I won’t miss the blowouts in your bouncy chair. Scrubbing the chair and praying it doesn’t stain. Changing your diaper and hoping you don’t stick a pudgy little hand into the mess. A rogue hair falling out of my messy bun and tickling my face as I absentmindedly swipe it away only to realize it was my hand that had been caught in the mess. Urgent baths—for the both of us—hoping to wash away the mess, and the moment.
But there is also a clean-smelling baby, warm and wrapped in a towel. Snuggles and soft kisses and the rubbing of baby lotion. A moment so enchanting it can almost make you forget about the mess.
I won’t miss the mess, but I will miss you.

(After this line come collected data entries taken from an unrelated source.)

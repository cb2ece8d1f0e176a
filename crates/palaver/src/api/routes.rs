use axum::Router;
use axum::extract::DefaultBodyLimit;
use axum::routing::{get, post};
use tower_http::trace::TraceLayer;

use super::handlers;
use super::state::AppState;

/// Uploads travel inline as data URLs, so the limit is generous.
const BODY_LIMIT: usize = 32 * 1024 * 1024;

/// Creates the axum Router with all routes and middleware.
pub fn create_router(state: AppState) -> Router {
    Router::new()
        .route("/health", get(handlers::health))
        .route("/api/chat", post(handlers::chat))
        .route("/api/chat/history", get(handlers::history))
        .route("/api/chat/clear", post(handlers::clear))
        .route("/api/chat/edit", post(handlers::edit))
        .route("/api/chat/save-response", post(handlers::save_response))
        .layer(DefaultBodyLimit::max(BODY_LIMIT))
        .layer(TraceLayer::new_for_http())
        .with_state(state)
}
//! Streaming generation of the model turn.

use std::fmt::{self, Debug};
use std::pin::Pin;
use std::sync::Arc;
use std::task::{Context, Poll, ready};
use std::time::Duration;

use futures_util::Stream;
use palaver_model::{
    ErrorKind, ModelContent, ModelFinishReason, ModelPart, ModelProvider,
    ModelRequest, ModelResponseEvent, ModelRole,
};
use tokio::time::timeout;

use crate::error::Error;
use crate::model_client::{EventStream, ModelClient};
use crate::turn::Attachment;

const DEFAULT_REQUEST_TIMEOUT: Duration = Duration::from_secs(30);

/// [`Completer`] builder.
pub struct CompleterBuilder {
    model_client: ModelClient,
    system_instruction: Option<String>,
    request_timeout: Duration,
}

impl CompleterBuilder {
    /// Creates a new builder with the specified model provider.
    #[inline]
    pub fn with_model_provider<P: ModelProvider + 'static>(
        provider: P,
    ) -> Self {
        Self {
            model_client: ModelClient::new(provider),
            system_instruction: None,
            request_timeout: DEFAULT_REQUEST_TIMEOUT,
        }
    }

    /// Sets the instruction sent alongside every request.
    #[inline]
    pub fn with_system_instruction<S: Into<String>>(
        mut self,
        instruction: S,
    ) -> Self {
        self.system_instruction = Some(instruction.into());
        self
    }

    /// Bounds the time the service may take to accept a request.
    #[inline]
    pub fn with_request_timeout(mut self, request_timeout: Duration) -> Self {
        self.request_timeout = request_timeout;
        self
    }

    #[inline]
    pub fn build(self) -> Completer {
        Completer {
            model_client: self.model_client,
            system_instruction: self.system_instruction.map(Arc::from),
            request_timeout: self.request_timeout,
        }
    }
}

/// Issues streaming generation requests for new user turns.
#[derive(Clone)]
pub struct Completer {
    model_client: ModelClient,
    system_instruction: Option<Arc<str>>,
    request_timeout: Duration,
}

impl Completer {
    #[inline]
    pub fn system_instruction(&self) -> Option<&str> {
        self.system_instruction.as_deref()
    }

    /// Sends `history` followed by a new user turn, returning the reply as
    /// a stream of text fragments.
    ///
    /// Fails with [`Error::EmptyTurn`] before any I/O when the user turn
    /// would be empty.
    pub async fn complete(
        &self,
        history: Vec<ModelContent>,
        user_text: Option<&str>,
        attachments: &[Attachment],
    ) -> Result<Completion, Error> {
        let user_content = build_user_content(user_text, attachments)?;
        let mut contents = history;
        contents.push(user_content);
        let req = ModelRequest {
            system_instruction: self.system_instruction.as_deref().map(str::to_owned),
            contents,
        };

        debug!(contents = req.contents.len(), "requesting completion");
        let events = timeout(
            self.request_timeout,
            self.model_client.send_request(req),
        )
        .await
        .map_err(|_| {
            error!("request not accepted within {:?}", self.request_timeout);
            Error::UpstreamGeneration {
                kind: ErrorKind::Other,
                message: "request timed out".to_owned(),
            }
        })??;
        Ok(Completion::new(events))
    }
}

impl Debug for Completer {
    fn fmt(&self, f: &mut fmt::Formatter<'_>) -> fmt::Result {
        f.debug_struct("Completer")
            .field("system_instruction", &self.system_instruction)
            .field("request_timeout", &self.request_timeout)
            .finish_non_exhaustive()
    }
}

/// Builds the model content of a new user turn: the text first, then one
/// binary part per attachment.
pub fn build_user_content(
    text: Option<&str>,
    attachments: &[Attachment],
) -> Result<ModelContent, Error> {
    let text = text.filter(|t| !t.is_empty());
    if text.is_none() && attachments.is_empty() {
        return Err(Error::EmptyTurn);
    }
    let mut parts = Vec::with_capacity(attachments.len() + 1);
    if let Some(text) = text {
        parts.push(ModelPart::Text(text.to_owned()));
    }
    parts.extend(attachments.iter().map(|a| ModelPart::Binary {
        mime_type: a.mime_type.clone(),
        data: a.data.clone(),
    }));
    Ok(ModelContent {
        role: ModelRole::User,
        parts,
    })
}

/// The reply being generated, as a stream of text fragments.
///
/// A failure is yielded once as an error, after which the stream ends. A
/// provider stream that ends without a finish reason counts as a failure.
/// Dropping the completion drops the provider response.
pub struct Completion {
    events: Option<EventStream>,
    finish_reason: Option<ModelFinishReason>,
}

impl Completion {
    #[inline]
    fn new(events: EventStream) -> Self {
        Self {
            events: Some(events),
            finish_reason: None,
        }
    }

    /// The finish reason, once the provider has reported one.
    #[inline]
    pub fn finish_reason(&self) -> Option<ModelFinishReason> {
        self.finish_reason
    }
}

impl Stream for Completion {
    type Item = Result<String, Error>;

    fn poll_next(
        self: Pin<&mut Self>,
        cx: &mut Context<'_>,
    ) -> Poll<Option<Self::Item>> {
        let this = self.get_mut();
        loop {
            let Some(events) = &mut this.events else {
                return Poll::Ready(None);
            };
            match ready!(events.as_mut().poll_next(cx)) {
                Some(Ok(ModelResponseEvent::MessageDelta(delta))) => {
                    if delta.is_empty() {
                        continue;
                    }
                    return Poll::Ready(Some(Ok(delta)));
                }
                Some(Ok(ModelResponseEvent::Completed(reason))) => {
                    debug!("completion finished: {reason:?}");
                    this.finish_reason = Some(reason);
                }
                Some(Err(err)) => {
                    this.events = None;
                    return Poll::Ready(Some(Err(err)));
                }
                None => {
                    this.events = None;
                    if this.finish_reason.is_none() {
                        warn!("completion ended without a finish reason");
                        return Poll::Ready(Some(Err(
                            Error::UpstreamGeneration {
                                kind: ErrorKind::Other,
                                message: "stream ended without a finish reason"
                                    .to_owned(),
                            },
                        )));
                    }
                    return Poll::Ready(None);
                }
            }
        }
    }
}

impl Debug for Completion {
    fn fmt(&self, f: &mut fmt::Formatter<'_>) -> fmt::Result {
        f.debug_struct("Completion")
            .field("finished", &self.events.is_none())
            .field("finish_reason", &self.finish_reason)
            .finish()
    }
}
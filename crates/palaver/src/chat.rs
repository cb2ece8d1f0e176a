//! The interactive terminal chat.

use std::io::Write as _;
use std::time::Duration;

use indicatif::{ProgressBar, ProgressStyle};
use owo_colors::OwoColorize;
use palaver::AppState;
use palaver_core::{NewTurn, RelayOutcome, Role, relay};
use tokio::io::{self, AsyncBufReadExt};
use tokio::select;
use tokio::sync::mpsc;
use tokio::time::sleep;

const BAR_CHAR: &str = "▎";

pub async fn run(state: AppState) {
    println!(
        "{} conversation {}, /history to review, /clear to start over",
        BAR_CHAR.bright_cyan(),
        state.conversation.id().bright_white()
    );

    let mut stdin = io::BufReader::new(io::stdin());
    loop {
        print!("> ");
        std::io::stdout().flush().ok();

        let Some(line) = read_line(&mut stdin).await else {
            break;
        };
        let result = match line.trim() {
            "" => continue,
            "/quit" | "/exit" => break,
            "/history" => print_history(&state).await,
            "/clear" => match state.conversation.clear_all().await {
                Ok(count) => {
                    println!("{}cleared {count} turns", BAR_CHAR.bright_yellow());
                    Ok(())
                }
                Err(err) => Err(err),
            },
            text => send(&state, text).await,
        };
        if let Err(err) = result {
            println!("{}❌ {err}", BAR_CHAR.bright_red());
        }
    }
}

async fn send(state: &AppState, text: &str) -> Result<(), palaver_core::Error> {
    let history = state.conversation.materialize().await?;
    let completion = state.completer.complete(history, Some(text), &[]).await?;

    let (tx, mut rx) = mpsc::channel(1);
    let relay_task = tokio::spawn(relay(completion, tx));

    let progress_style = ProgressStyle::with_template("{spinner} {wide_msg}")
        .map(|style| style.tick_chars("⠋⠙⠹⠸⠼⠴⠦⠧⠇⠏"))
        .unwrap_or_else(|_| ProgressStyle::default_spinner());
    let progress_bar = ProgressBar::new_spinner();
    progress_bar.set_style(progress_style);
    progress_bar.set_message("🤔 Thinking...");

    let mut started = false;
    let mut failure = None;
    loop {
        let item = select! {
            item = rx.recv() => item,
            _ = sleep(Duration::from_millis(100)), if !started => {
                progress_bar.inc(1);
                continue;
            }
        };
        match item {
            Some(Ok(fragment)) => {
                if !started {
                    // Finish the progress bar before printing anything else.
                    progress_bar.finish_and_clear();
                    print!("{}🤖 ", BAR_CHAR.bright_cyan());
                    started = true;
                }
                print!("{}", fragment.bright_white());
                std::io::stdout().flush().ok();
            }
            Some(Err(err)) => failure = Some(err),
            None => break,
        }
    }
    progress_bar.finish_and_clear();
    if started {
        println!();
    }
    if let Some(err) = failure {
        return Err(err);
    }

    let reply = match relay_task.await {
        Ok(RelayOutcome::Completed { fragments }) => fragments.concat(),
        Ok(outcome) => {
            warn!("relay ended early: {outcome:?}");
            return Ok(());
        }
        Err(err) => {
            error!("relay task failed: {err}");
            return Ok(());
        }
    };
    if reply.is_empty() {
        warn!("the model returned an empty reply, not saving it");
        return Ok(());
    }
    state
        .conversation
        .commit(NewTurn::user(Some(text), &[]), NewTurn::model_text(reply))
        .await?;
    Ok(())
}

async fn print_history(state: &AppState) -> Result<(), palaver_core::Error> {
    let turns = state.conversation.history().await?;
    if turns.is_empty() {
        println!("{}(empty)", BAR_CHAR.bright_black());
    }
    for turn in turns {
        let (bar, icon) = match turn.role {
            Role::User => (BAR_CHAR.bright_green().to_string(), "🧑"),
            Role::Model => (BAR_CHAR.bright_cyan().to_string(), "🤖"),
        };
        for part in &turn.parts {
            match (part.as_text(), part.as_attachment()) {
                (Some(text), _) => println!("{bar}{icon} {}", text.bright_white()),
                (None, Some((kind, _))) => {
                    let name = part.file_name().unwrap_or("unnamed");
                    println!("{bar}{icon} [{kind:?}: {name}]");
                }
                (None, None) => {}
            }
        }
    }
    Ok(())
}

async fn read_line<R: AsyncBufReadExt + Unpin>(reader: &mut R) -> Option<String> {
    let mut line = String::new();
    match reader.read_line(&mut line).await {
        Ok(0) => None,
        Ok(_) => Some(line),
        Err(err) => {
            error!("error reading input: {}", err);
            None
        }
    }
}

I won’t miss the never-ending pile of laundry. Who knew one little person could go through so many clothes? Between blowouts and spit-ups and drool, you create a lot of laundry. And that’s just your clothes. I haven’t even started mine. My shirt still has leaked breastmilk on the front, spit-up down the back, and a mystery stain on the sleeve. It could be pureed carrots. Or it might be the result of them. But it must be washed.
But there are also little onesies that I’ll have to pack away far too soon. Pajamas that hold that baby scent and take me back to special moments holding you close. Memories that seem to live in those tiny clothes. Memories that will be brought to life simply by pulling a long outgrown shirt out of a bin in the garage.
I won’t miss the laundry, but I will miss you.
I won’t miss being so exhausted my eyes hurt. Being confused and not remembering the words for things because my brain is using all of its energy just to function. Thinking a person can’t possibly survive on this much sleep. Or, more accurately, this little sleep.
But there are also 2 a.m. snuggles when the world is quiet and it’s just you and me and a rocking chair. Everyone else is asleep, but you lay at my breast and look up at me with eyes so filled with love and wonder that sleep seems unnecessary in that moment. I don’t need sleep, food, not even coffee. Just that face and that bond that no one can break.
I won’t miss being tired, but I will miss you.
Because the truth is, you seem to age a day in that blink. It does go fast. And when all that remains are the memories of the snuggles, impossibly small onesies, and an empty rocking chair, I’m sure it will feel like we miss everything.
But the truth will be, that we miss you.